Da infância e adolescência, Daoudi reteve “os valores da temperança, tolerância e existência” que aprendeu, no ensino primário e secundário, na Friends School, que pertence à sociedade de movimentos religiosos Quaker.

“Ainda me recordo do tempo em que o director Farid Tabri, um cristão licenciado pela Universidade Islâmica de al-Azhar, no Cairo, organizava assembleias de leitura duas vezes por semana: uma para a Bíblia e outra para o Alcorão”, disse-me Daoudi, numa entrevista por e-mail.

Daoudi formou-se em Comunicação Social na Universidade Americana de Beirute, em Junho de 1972. Foi neste ano que começou a envolver-se em “políticas radicais”.

Em 1975, decidiu mudar de rumo e partiu para os Estados Unidos, com o objectivo de prosseguir os estudos. Em 1976, concluiu um mestrado em Artes pela University of Eastern Michigan.

Frequentou depois a Universidade da Carolina do Sul, onde se doutorou em 1981. Dois anos depois, fez um segundo doutoramento na Universidade do Texas, em Austin 1983. Seria, mais tarde, docente nestas duas universidades.

Mohammed Daoudi não é um desconhecido na sociedade palestiniana. A sua família sempre foi influente em Jerusalém. Um dos seus bisavôs, Sheikh Ahmed Dajani (1459-1561), foi nomeado pelo sultão otomano guardião do túmulo do Rei David, no Monte Sião.

Duas experiências pessoais mudaram o seu trajecto, revelou Daoudi. “Em 1993, quando as autoridades israelitas permitiram que me juntasse à minha família – eu vivia no Líbano desde a guerra de 1967 – pude constatar que o meu pai, doente de cancro, era tratado pelos médicos israelitas como um paciente e não como árabe ou inimigo”.

A segunda experiência envolveu a mãe que, numa crise asmática, foi socorrida, por guardas do Aeroporto de Ben-Gurion, que chamaram uma ambulância com uma equipa de médicos e enfermeiros. Ela acabaria por morrer num hospital militar, onde a internaram, mas Daoudi só pensava naqueles que a tentaram salvar.”

“Estas experiências pessoais ajudaram-me a ver o rosto humano do meu inimigo, convertendo-me num activista pela paz que acredita em “NÓS E ELES” mais do que em “NÓS OU ELES”, sublinhou.
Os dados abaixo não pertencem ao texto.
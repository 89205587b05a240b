mod cli;
mod commands;
mod model;
mod templates;
mod util;

use anyhow::Result;
use clap::Parser;
use tracing::error;
use tracing_subscriber::EnvFilter;

use crate::cli::{Cli, Commands};

fn main() {
    init_tracing();

    if let Err(err) = run() {
        error!(error = %err, "command failed");
        for cause in err.chain().skip(1) {
            error!(cause = %cause, "caused by");
        }
        std::process::exit(1);
    }
}

fn run() -> Result<()> {
    let cli = Cli::parse();

    match cli.command {
        Commands::Inventory(args) => commands::inventory::run(args),
        Commands::Split(args) => commands::split::run(args),
        Commands::Classify(args) => commands::classify::run(args),
    }
}

fn init_tracing() {
    let env_filter = EnvFilter::try_from_default_env().unwrap_or_else(|_| EnvFilter::new("info"));

    tracing_subscriber::fmt()
        .with_env_filter(env_filter)
        .with_target(false)
        .with_writer(std::io::stderr)
        .init();
}
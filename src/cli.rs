use std::path::PathBuf;

use clap::{Args, Parser, Subcommand};

#[derive(Parser, Debug)]
#[command(
    name = "formsplit",
    version,
    about = "Split scanned page sequences into forms by OCR boundary detection"
)]
pub struct Cli {
    #[command(subcommand)]
    pub command: Commands,
}

#[derive(Subcommand, Debug)]
pub enum Commands {
    /// List input pages in document order and record their hashes
    Inventory(InventoryArgs),
    /// Classify every page, segment into forms and copy into the output tree
    Split(SplitArgs),
    /// Classify a single page and report the closest template distance
    Classify(ClassifyArgs),
}

#[derive(Args, Debug, Clone)]
pub struct InventoryArgs {
    #[arg(long, default_value = "input")]
    pub input_dir: PathBuf,

    #[arg(long = "extension", default_values_t = default_extensions())]
    pub extensions: Vec<String>,

    #[arg(long)]
    pub manifest_path: Option<PathBuf>,

    #[arg(long, default_value_t = false)]
    pub dry_run: bool,
}

#[derive(Args, Debug, Clone)]
pub struct SplitArgs {
    #[arg(long, default_value = "input")]
    pub input_dir: PathBuf,

    #[arg(long, default_value = "output")]
    pub output_dir: PathBuf,

    /// JSON template file; the built-in boundary templates are used when omitted
    #[arg(long)]
    pub templates: Option<PathBuf>,

    /// Worker count for the classification phase (defaults to available CPUs)
    #[arg(long)]
    pub workers: Option<usize>,

    #[arg(long, default_value = "eng")]
    pub ocr_lang: String,

    #[arg(long = "extension", default_values_t = default_extensions())]
    pub extensions: Vec<String>,

    #[arg(long)]
    pub manifest_path: Option<PathBuf>,

    #[arg(long, default_value_t = false)]
    pub dry_run: bool,
}

#[derive(Args, Debug, Clone)]
pub struct ClassifyArgs {
    pub page: PathBuf,

    #[arg(long)]
    pub templates: Option<PathBuf>,

    #[arg(long, default_value = "eng")]
    pub ocr_lang: String,
}

fn default_extensions() -> Vec<String> {
    vec!["png".to_string()]
}
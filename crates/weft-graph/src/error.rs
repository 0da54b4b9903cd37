use thiserror::Error;

/// Reasons a set of declarations cannot form a runnable graph.
#[derive(Debug, Error, Clone, PartialEq, Eq)]
pub enum GraphError {
  #[error("node '{id}' is declared more than once")]
  DuplicateNode { id: String },

  #[error("output key '{key}' is declared by both '{first}' and '{second}'")]
  DuplicateOutput {
    key: String,
    first: String,
    second: String,
  },

  #[error("node '{node_id}' reads '{key}' but no entry or middle node produces it")]
  MissingProducer { node_id: String, key: String },

  #[error("dependency cycle detected: {}", .path.join(" -> "))]
  Cycle { path: Vec<String> },
}
//! Error types for node registration and execution.

use thiserror::Error;
use weft_config::Category;
use weft_store::{StoreError, StoreKind};

use crate::instance::LifecycleStep;

/// A declaration rejected at registration time.
#[derive(Debug, Error, Clone, PartialEq, Eq)]
pub enum RegistrationError {
  #[error("node id must not be empty")]
  EmptyId,

  #[error("node id '{id}' has leading or trailing whitespace")]
  PaddedId { id: String },

  #[error("node '{id}' is already registered")]
  DuplicateId { id: String },

  #[error("node '{id}' has unknown category '{category}'")]
  UnknownCategory { id: String, category: String },

  #[error("node '{id}' declares an empty field name")]
  EmptyField { id: String },

  #[error("node '{id}' declares field '{key}' more than once")]
  DuplicateField { id: String, key: String },

  #[error("node '{id}' declares '{key}' in both init_params and input_fields")]
  OverlappingFields { id: String, key: String },

  #[error("node '{id}' is a {category} node and cannot declare init_params")]
  InitParamsNotAllowed { id: String, category: Category },
}

/// Failure raised by a node while running its lifecycle.
#[derive(Debug, Error)]
pub enum NodeError {
  /// A declared key was absent from its store when the input was resolved.
  #[error("missing {store} key '{key}'")]
  MissingInput { store: StoreKind, key: String },

  /// A resolved input value was not usable by the node.
  #[error("invalid input '{key}': {message}")]
  InvalidInput { key: String, message: String },

  /// The node produced a key outside its declared `output_fields`.
  #[error("output key '{key}' is not declared in output_fields")]
  UndeclaredOutput { key: String },

  /// The store rejected the node's output.
  #[error("store rejected output: {0}")]
  Store(#[from] StoreError),

  /// The execute step exceeded its time limit.
  #[error("execute step timed out after {timeout_ms}ms")]
  Timeout { timeout_ms: u64 },

  /// The node's business logic failed.
  #[error("{message}")]
  Execution { message: String },

  /// The task running the node panicked.
  #[error("node panicked: {message}")]
  Panicked { message: String },
}

impl NodeError {
  pub fn execution(message: impl Into<String>) -> Self {
    NodeError::Execution {
      message: message.into(),
    }
  }
}

/// A [`NodeError`] tagged with the node and lifecycle step it came from.
#[derive(Debug, Error)]
#[error("node '{node_id}' failed during {step}: {source}")]
pub struct NodeExecutionError {
  pub node_id: String,
  pub step: LifecycleStep,
  #[source]
  pub source: NodeError,
}
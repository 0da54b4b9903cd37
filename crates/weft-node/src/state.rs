use std::collections::HashMap;

use weft_store::Value;

/// Private per-instance state.
///
/// Only the owning node's lifecycle hooks receive a reference to it. The
/// engine, the graph and other nodes have no way to read it, and nothing in
/// it is ever written to a store.
#[derive(Debug, Default)]
pub struct NodeState {
  values: HashMap<String, Value>,
}

impl NodeState {
  pub fn get(&self, key: &str) -> Option<&Value> {
    self.values.get(key)
  }

  pub fn insert(&mut self, key: impl Into<String>, value: Value) -> Option<Value> {
    self.values.insert(key.into(), value)
  }

  pub fn remove(&mut self, key: &str) -> Option<Value> {
    self.values.remove(key)
  }

  pub fn contains(&self, key: &str) -> bool {
    self.values.contains_key(key)
  }

  pub fn len(&self) -> usize {
    self.values.len()
  }

  pub fn is_empty(&self) -> bool {
    self.values.is_empty()
  }
}
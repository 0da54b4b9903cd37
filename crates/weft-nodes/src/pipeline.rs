//! Pipeline files of built-in operations.

use std::path::Path;
use std::time::Duration;

use tracing::debug;
use weft_config::{ConfigError, NodeDef, PipelineDef};
use weft_node::{Node, NodeConstructor, NodeRegistry, RegistrationError, WithRetry, WithTimeout};

use crate::node::OperationNode;
use crate::operation::Operation;

/// A pipeline definition whose nodes run built-in operations.
pub type Pipeline = PipelineDef<Operation>;

/// Read a pipeline definition from a JSON file.
pub fn load_pipeline(path: impl AsRef<Path>) -> Result<Pipeline, ConfigError> {
  let pipeline = Pipeline::from_path(path)?;
  debug!(
    pipeline = %pipeline.name,
    nodes = pipeline.nodes.len(),
    "pipeline loaded"
  );
  Ok(pipeline)
}

/// Register every node of `pipeline`, in declaration order.
///
/// `timeout_ms` wraps the node in [`WithTimeout`]; `max_retry_attempts`
/// wraps the result in [`WithRetry`], so each attempt gets the full timeout.
pub fn build_registry(pipeline: &Pipeline) -> Result<NodeRegistry, RegistrationError> {
  let mut registry = NodeRegistry::new();
  for def in &pipeline.nodes {
    registry.register_boxed(def.config.clone(), constructor(def))?;
  }
  Ok(registry)
}

fn constructor(def: &NodeDef<Operation>) -> NodeConstructor {
  let operation = def.operation.clone();
  let config = def.config.clone();
  let timeout = def.timeout_ms.map(Duration::from_millis);
  let attempts = def.max_retry_attempts;

  Box::new(move || {
    let node = OperationNode::new(operation.clone(), &config);
    let node: Box<dyn Node> = match timeout {
      Some(timeout) => Box::new(WithTimeout::new(node, timeout)),
      None => Box::new(node),
    };
    match attempts {
      Some(attempts) => Box::new(WithRetry::new(node, attempts)),
      None => node,
    }
  })
}
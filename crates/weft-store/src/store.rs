use std::collections::HashMap;
use std::fmt;
use std::sync::{PoisonError, RwLock};

use serde::{Deserialize, Serialize};

use crate::error::StoreError;
use crate::{StoreMap, Value};

/// Which of the three per-execution stores a key lives in.
#[derive(Debug, Clone, Copy, PartialEq, Eq, Hash, Serialize, Deserialize)]
#[serde(rename_all = "snake_case")]
pub enum StoreKind {
  Input,
  Cache,
  Output,
}

impl fmt::Display for StoreKind {
  fn fmt(&self, f: &mut fmt::Formatter<'_>) -> fmt::Result {
    match self {
      StoreKind::Input => f.write_str("input"),
      StoreKind::Cache => f.write_str("cache"),
      StoreKind::Output => f.write_str("output"),
    }
  }
}

/// A string-keyed map of values.
///
/// Reads take a shared lock. A batch write takes the exclusive lock once, so
/// readers see either none or all of a batch.
#[derive(Debug)]
pub struct Store {
  kind: StoreKind,
  entries: RwLock<HashMap<String, Value>>,
}

impl Store {
  pub fn new(kind: StoreKind) -> Self {
    Self {
      kind,
      entries: RwLock::new(HashMap::new()),
    }
  }

  pub(crate) fn seeded(kind: StoreKind, entries: StoreMap) -> Self {
    Self {
      kind,
      entries: RwLock::new(entries.into_iter().collect()),
    }
  }

  pub fn kind(&self) -> StoreKind {
    self.kind
  }

  /// Get a copy of the value stored under `key`.
  pub fn get(&self, key: &str) -> Option<Value> {
    let entries = self.entries.read().unwrap_or_else(PoisonError::into_inner);
    entries.get(key).cloned()
  }

  pub fn contains(&self, key: &str) -> bool {
    let entries = self.entries.read().unwrap_or_else(PoisonError::into_inner);
    entries.contains_key(key)
  }

  pub fn len(&self) -> usize {
    let entries = self.entries.read().unwrap_or_else(PoisonError::into_inner);
    entries.len()
  }

  pub fn is_empty(&self) -> bool {
    self.len() == 0
  }

  /// Copy the current contents into an ordered map.
  pub fn snapshot(&self) -> StoreMap {
    let entries = self.entries.read().unwrap_or_else(PoisonError::into_inner);
    sorted(entries.iter().map(|(k, v)| (k.clone(), v.clone())).collect())
  }

  /// Insert a batch of entries.
  ///
  /// Fails without writing anything if any key is already present.
  pub(crate) fn insert_all(&self, batch: Vec<(String, Value)>) -> Result<(), StoreError> {
    let mut entries = self.entries.write().unwrap_or_else(PoisonError::into_inner);

    for (i, (key, _)) in batch.iter().enumerate() {
      let repeated = batch[..i].iter().any(|(k, _)| k == key);
      if repeated || entries.contains_key(key) {
        return Err(StoreError::AlreadyWritten {
          store: self.kind,
          key: key.clone(),
        });
      }
    }

    entries.extend(batch);
    Ok(())
  }

  pub(crate) fn into_map(self) -> StoreMap {
    let entries = self
      .entries
      .into_inner()
      .unwrap_or_else(PoisonError::into_inner);
    sorted(entries.into_iter().collect())
  }
}

fn sorted(mut entries: Vec<(String, Value)>) -> StoreMap {
  entries.sort_by(|a, b| a.0.cmp(&b.0));
  entries.into_iter().collect()
}
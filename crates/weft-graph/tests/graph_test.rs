//! Graph construction and validation.

use std::sync::Arc;

use weft_config::NodeConfig;
use weft_graph::{GraphError, WorkflowGraph};

fn build(configs: Vec<NodeConfig>) -> Result<WorkflowGraph, GraphError> {
  WorkflowGraph::build(configs.into_iter().map(Arc::new))
}

/// entry -> upper -> exit
fn linear() -> Vec<NodeConfig> {
  vec![
    NodeConfig::entry("entry")
      .with_init_params(["msg"])
      .with_output_fields(["raw"]),
    NodeConfig::middle("upper")
      .with_input_fields(["raw"])
      .with_output_fields(["clean"]),
    NodeConfig::exit("exit")
      .with_input_fields(["clean"])
      .with_output_fields(["final"]),
  ]
}

#[test]
fn test_edges_inferred_from_field_names() {
  let graph = build(linear()).unwrap();

  assert_eq!(graph.len(), 3);
  assert_eq!(graph.edges(), vec![("entry", "upper"), ("upper", "exit")]);
  assert_eq!(graph.upstream("exit"), vec!["upper"]);
  assert_eq!(graph.downstream("entry"), vec!["upper"]);
  assert_eq!(graph.entry_points(), vec!["entry"]);
  assert_eq!(graph.producer_of("raw"), Some("entry"));
  assert_eq!(graph.producer_of("final"), None);
}

#[test]
fn test_execution_order_follows_dependencies_not_declaration() {
  let mut configs = linear();
  configs.reverse();
  let graph = build(configs).unwrap();

  assert_eq!(graph.execution_order(), vec!["entry", "upper", "exit"]);
}

#[test]
fn test_independent_nodes_ordered_by_declaration() {
  let graph = build(vec![
    NodeConfig::entry("zeta").with_output_fields(["z"]),
    NodeConfig::entry("alpha").with_output_fields(["a"]),
    NodeConfig::exit("join")
      .with_input_fields(["a", "z"])
      .with_output_fields(["joined"]),
    NodeConfig::exit("solo").with_output_fields(["s"]),
  ])
  .unwrap();

  assert_eq!(graph.execution_order(), vec!["zeta", "alpha", "join", "solo"]);
  assert_eq!(graph.upstream("join"), vec!["zeta", "alpha"]);
}

#[test]
fn test_order_is_stable_across_builds() {
  let first = build(linear()).unwrap();
  let second = build(linear()).unwrap();
  assert_eq!(first.execution_order(), second.execution_order());
}

#[test]
fn test_missing_producer() {
  let err = build(vec![
    NodeConfig::entry("entry")
      .with_init_params(["a"])
      .with_output_fields(["x"]),
    NodeConfig::exit("exit")
      .with_input_fields(["b"])
      .with_output_fields(["y"]),
  ])
  .unwrap_err();

  assert_eq!(
    err,
    GraphError::MissingProducer {
      node_id: "exit".to_string(),
      key: "b".to_string(),
    }
  );
}

#[test]
fn test_exit_output_does_not_satisfy_input_fields() {
  let err = build(vec![
    NodeConfig::exit("report").with_output_fields(["summary"]),
    NodeConfig::exit("audit")
      .with_input_fields(["summary"])
      .with_output_fields(["audit"]),
  ])
  .unwrap_err();

  assert!(matches!(
    err,
    GraphError::MissingProducer { ref node_id, ref key } if node_id == "audit" && key == "summary"
  ));
}

#[test]
fn test_two_node_cycle() {
  let err = build(vec![
    NodeConfig::middle("a")
      .with_input_fields(["y"])
      .with_output_fields(["x"]),
    NodeConfig::middle("b")
      .with_input_fields(["x"])
      .with_output_fields(["y"]),
  ])
  .unwrap_err();

  assert_eq!(
    err,
    GraphError::Cycle {
      path: vec!["a".to_string(), "b".to_string(), "a".to_string()]
    }
  );
  assert_eq!(err.to_string(), "dependency cycle detected: a -> b -> a");
}

#[test]
fn test_cycle_behind_valid_prefix() {
  let err = build(vec![
    NodeConfig::entry("entry").with_output_fields(["seed"]),
    NodeConfig::middle("left")
      .with_input_fields(["seed", "from_right"])
      .with_output_fields(["from_left"]),
    NodeConfig::middle("right")
      .with_input_fields(["from_left"])
      .with_output_fields(["from_right"]),
    NodeConfig::exit("exit")
      .with_input_fields(["from_right"])
      .with_output_fields(["done"]),
  ])
  .unwrap_err();

  assert_eq!(
    err,
    GraphError::Cycle {
      path: vec!["left".to_string(), "right".to_string(), "left".to_string()]
    }
  );
}

#[test]
fn test_overlapping_outputs_rejected() {
  let err = build(vec![
    NodeConfig::entry("first").with_output_fields(["shared"]),
    NodeConfig::middle("second").with_output_fields(["other", "shared"]),
  ])
  .unwrap_err();

  assert_eq!(
    err,
    GraphError::DuplicateOutput {
      key: "shared".to_string(),
      first: "first".to_string(),
      second: "second".to_string(),
    }
  );
}

#[test]
fn test_descendants() {
  let graph = build(vec![
    NodeConfig::entry("entry").with_output_fields(["raw"]),
    NodeConfig::middle("process")
      .with_input_fields(["raw"])
      .with_output_fields(["processed"]),
    NodeConfig::exit("exit_a")
      .with_input_fields(["processed"])
      .with_output_fields(["a"]),
    NodeConfig::exit("exit_b")
      .with_input_fields(["raw"])
      .with_output_fields(["b"]),
  ])
  .unwrap();

  assert_eq!(graph.descendants("process"), vec!["exit_a"]);
  assert_eq!(graph.descendants("entry"), vec!["process", "exit_a", "exit_b"]);
  assert!(graph.descendants("exit_b").is_empty());
  assert!(graph.descendants("unknown").is_empty());
}

#[test]
fn test_empty_graph() {
  let graph = build(Vec::new()).unwrap();
  assert!(graph.is_empty());
  assert!(graph.execution_order().is_empty());
}
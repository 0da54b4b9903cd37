//! Built-in operations.

use minijinja::Environment;
use serde::{Deserialize, Serialize};
use serde_json::Value;
use weft_node::{NodeError, NodeInput, NodeOutput};

/// What a built-in node does in its execute step.
///
/// Positional operations (`passthrough`, `uppercase`, `lowercase`, `trim`)
/// map the i-th resolved input to the i-th output field. The others write a
/// single value to every output field they declare (`constant`) or to their
/// only output field (`concat`, `template`).
#[derive(Debug, Clone, PartialEq, Serialize, Deserialize)]
#[serde(tag = "kind", rename_all = "snake_case")]
pub enum Operation {
  Passthrough,
  Uppercase,
  Lowercase,
  Trim,
  /// Join every input, in declaration order, as strings.
  Concat {
    #[serde(default)]
    separator: String,
  },
  /// Render a minijinja template with the resolved input as context.
  Template { template: String },
  Constant { value: Value },
}

impl Operation {
  pub fn name(&self) -> &'static str {
    match self {
      Operation::Passthrough => "passthrough",
      Operation::Uppercase => "uppercase",
      Operation::Lowercase => "lowercase",
      Operation::Trim => "trim",
      Operation::Concat { .. } => "concat",
      Operation::Template { .. } => "template",
      Operation::Constant { .. } => "constant",
    }
  }

  /// Compute the outputs for one invocation.
  pub fn apply(
    &self,
    env: &Environment<'_>,
    input: &NodeInput,
    outputs: &[String],
  ) -> Result<NodeOutput, NodeError> {
    match self {
      Operation::Passthrough => self.positional(input, outputs, |_, value| Ok(value.clone())),
      Operation::Uppercase => self.map_str(input, outputs, str::to_uppercase),
      Operation::Lowercase => self.map_str(input, outputs, str::to_lowercase),
      Operation::Trim => self.map_str(input, outputs, |s| s.trim().to_string()),
      Operation::Concat { separator } => {
        let joined = input
          .values()
          .map(display_string)
          .collect::<Vec<_>>()
          .join(separator.as_str());
        self.single(outputs, Value::String(joined))
      }
      Operation::Template { template } => {
        let value = render(env, template, input)?;
        self.single(outputs, value)
      }
      Operation::Constant { value } => Ok(
        outputs
          .iter()
          .fold(NodeOutput::new(), |out, key| out.with(key.clone(), value.clone())),
      ),
    }
  }

  fn positional<F>(
    &self,
    input: &NodeInput,
    outputs: &[String],
    f: F,
  ) -> Result<NodeOutput, NodeError>
  where
    F: Fn(&str, &Value) -> Result<Value, NodeError>,
  {
    if input.len() != outputs.len() {
      return Err(NodeError::execution(format!(
        "{} maps inputs to outputs by position but got {} inputs for {} outputs",
        self.name(),
        input.len(),
        outputs.len()
      )));
    }

    let mut out = NodeOutput::new();
    for ((key, value), output) in input.iter().zip(outputs) {
      out.insert(output.clone(), f(key, value)?);
    }
    Ok(out)
  }

  fn map_str(
    &self,
    input: &NodeInput,
    outputs: &[String],
    f: impl Fn(&str) -> String,
  ) -> Result<NodeOutput, NodeError> {
    self.positional(input, outputs, |key, value| {
      let s = value.as_str().ok_or_else(|| NodeError::InvalidInput {
        key: key.to_string(),
        message: format!("{} expects a string", self.name()),
      })?;
      Ok(Value::String(f(s)))
    })
  }

  fn single(&self, outputs: &[String], value: Value) -> Result<NodeOutput, NodeError> {
    match outputs {
      [key] => Ok(NodeOutput::new().with(key.clone(), value)),
      _ => Err(NodeError::execution(format!(
        "{} writes exactly one output but {} are declared",
        self.name(),
        outputs.len()
      ))),
    }
  }
}

/// Strings join without their JSON quotes, everything else as JSON.
fn display_string(value: &Value) -> String {
  match value {
    Value::String(s) => s.clone(),
    other => other.to_string(),
  }
}

fn render(env: &Environment<'_>, template: &str, input: &NodeInput) -> Result<Value, NodeError> {
  let context = minijinja::Value::from_serialize(input.to_map());

  // A template that is a single expression keeps the type of what it yields.
  if let Some(expression) = single_expression(template) {
    let value = env
      .compile_expression(expression)
      .and_then(|compiled| compiled.eval(context))
      .map_err(|e| NodeError::execution(format!("failed to render template: {}", e)))?;
    return serde_json::to_value(&value)
      .map_err(|e| NodeError::execution(format!("template result is not JSON: {}", e)));
  }

  let rendered = env
    .render_str(template, context)
    .map_err(|e| NodeError::execution(format!("failed to render template: {}", e)))?;
  Ok(Value::String(rendered))
}

/// The inner expression of a template that is exactly one `{{ ... }}` block.
fn single_expression(template: &str) -> Option<&str> {
  let inner = template.trim().strip_prefix("{{")?.strip_suffix("}}")?;
  if inner.contains("{{") || inner.contains("}}") || inner.contains("{%") {
    return None;
  }
  let inner = inner.strip_prefix('-').unwrap_or(inner);
  let inner = inner.strip_suffix('-').unwrap_or(inner);
  Some(inner.trim())
}

#[cfg(test)]
mod tests {
  use super::*;
  use serde_json::json;

  fn outputs(keys: &[&str]) -> Vec<String> {
    keys.iter().map(|k| k.to_string()).collect()
  }

  fn apply(op: Operation, input: NodeInput, keys: &[&str]) -> Result<NodeOutput, NodeError> {
    op.apply(&Environment::new(), &input, &outputs(keys))
  }

  #[test]
  fn test_deserialize_tagged() {
    let op: Operation = serde_json::from_value(json!({"kind": "uppercase"})).unwrap();
    assert_eq!(op, Operation::Uppercase);

    let op: Operation = serde_json::from_value(json!({"kind": "concat"})).unwrap();
    assert_eq!(
      op,
      Operation::Concat {
        separator: String::new()
      }
    );

    assert!(serde_json::from_value::<Operation>(json!({"kind": "shout"})).is_err());
  }

  #[test]
  fn test_positional_mapping() {
    let input = NodeInput::new()
      .with("a", json!(" Left "))
      .with("b", json!("Right"));

    let out = apply(Operation::Uppercase, input.clone(), &["x", "y"]).unwrap();
    assert_eq!(out.get("x"), Some(&json!(" LEFT ")));
    assert_eq!(out.get("y"), Some(&json!("RIGHT")));

    let out = apply(Operation::Trim, input.clone(), &["x", "y"]).unwrap();
    assert_eq!(out.get("x"), Some(&json!("Left")));

    let out = apply(Operation::Lowercase, input, &["x", "y"]).unwrap();
    assert_eq!(out.get("y"), Some(&json!("right")));
  }

  #[test]
  fn test_positional_count_mismatch() {
    let input = NodeInput::new().with("a", json!("x"));
    let err = apply(Operation::Passthrough, input, &["x", "y"]).unwrap_err();
    assert_eq!(
      err.to_string(),
      "passthrough maps inputs to outputs by position but got 1 inputs for 2 outputs"
    );
  }

  #[test]
  fn test_string_operation_rejects_non_string() {
    let input = NodeInput::new().with("n", json!(3));
    let err = apply(Operation::Uppercase, input, &["out"]).unwrap_err();
    assert!(matches!(err, NodeError::InvalidInput { ref key, .. } if key == "n"));
  }

  #[test]
  fn test_passthrough_keeps_types() {
    let input = NodeInput::new().with("n", json!({"deep": [1, 2]}));
    let out = apply(Operation::Passthrough, input, &["copy"]).unwrap();
    assert_eq!(out.get("copy"), Some(&json!({"deep": [1, 2]})));
  }

  #[test]
  fn test_concat() {
    let input = NodeInput::new()
      .with("greeting", json!("hello"))
      .with("count", json!(3));
    let op = Operation::Concat {
      separator: " ".to_string(),
    };

    let out = apply(op.clone(), input.clone(), &["line"]).unwrap();
    assert_eq!(out.get("line"), Some(&json!("hello 3")));

    assert!(apply(op, input, &["a", "b"]).is_err());
  }

  #[test]
  fn test_template() {
    let input = NodeInput::new()
      .with("name", json!("ada"))
      .with("count", json!(2));

    let op = Operation::Template {
      template: "Hello {{ name | title }} x{{ count }}".to_string(),
    };
    let out = apply(op, input.clone(), &["line"]).unwrap();
    assert_eq!(out.get("line"), Some(&json!("Hello Ada x2")));

    let op = Operation::Template {
      template: "{{ count + 1 }}".to_string(),
    };
    let out = apply(op, input, &["next"]).unwrap();
    assert_eq!(out.get("next"), Some(&json!(3)));
  }

  #[test]
  fn test_single_expression_keeps_input_types() {
    let input = NodeInput::new()
      .with("flag", json!("true"))
      .with("digits", json!("123"))
      .with("nothing", json!("null"))
      .with("items", json!([1, "two"]));

    for (key, expected) in [
      ("flag", json!("true")),
      ("digits", json!("123")),
      ("nothing", json!("null")),
      ("items", json!([1, "two"])),
    ] {
      let op = Operation::Template {
        template: format!("{{{{ {} }}}}", key),
      };
      let out = apply(op, input.clone(), &["out"]).unwrap();
      assert_eq!(out.get("out"), Some(&expected), "template over '{}'", key);
    }
  }

  #[test]
  fn test_single_expression_with_whitespace_control() {
    let input = NodeInput::new().with("name", json!("ada"));
    let op = Operation::Template {
      template: "{{- name | upper -}}".to_string(),
    };
    let out = apply(op, input, &["out"]).unwrap();
    assert_eq!(out.get("out"), Some(&json!("ADA")));
  }

  #[test]
  fn test_template_syntax_error() {
    let op = Operation::Template {
      template: "{{ unclosed".to_string(),
    };
    let err = apply(op, NodeInput::new(), &["out"]).unwrap_err();
    assert!(err.to_string().starts_with("failed to render template"));
  }

  #[test]
  fn test_constant_fills_every_output() {
    let op = Operation::Constant { value: json!(true) };
    let out = apply(op, NodeInput::new(), &["a", "b"]).unwrap();
    assert_eq!(out.len(), 2);
    assert_eq!(out.get("b"), Some(&json!(true)));
  }
}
Um total de 30 alunos universitários manifestaram interesse em visitar Aushwitz com o professor Dajani: dois desistiram e um não foi autorizado por Israel a viajar por ser “simpatizante do [movimento islamista] Hamas
© Cortesia de Mohammed Dajani

O homem que se define como “intelectual muçulmano que procura aproximar a sua comunidade dos valores islâmicos moderados e dos ensinamentos do Alcorão”, fundou o projecto Wasatia (“Moderação”) em Janeiro de 2007. “Rejeito o uso do terrorismo e da luta armada para pôr fim à ocupação israelita.”

“Entre 1967 e 1975, fui militante activo da Fatah [a maior facção da Organização de Libertação da Palestina /OLP], apelando à destruição de Israel e à criação, sobre os seus escombros, de um Estado palestiniano”, recordou. “Posteriormente, como conselheiro da Autoridade Palestiniana fui-me distanciando de um sistema político autocrático e corrupto que emergiu dos Acordos de Oslo”.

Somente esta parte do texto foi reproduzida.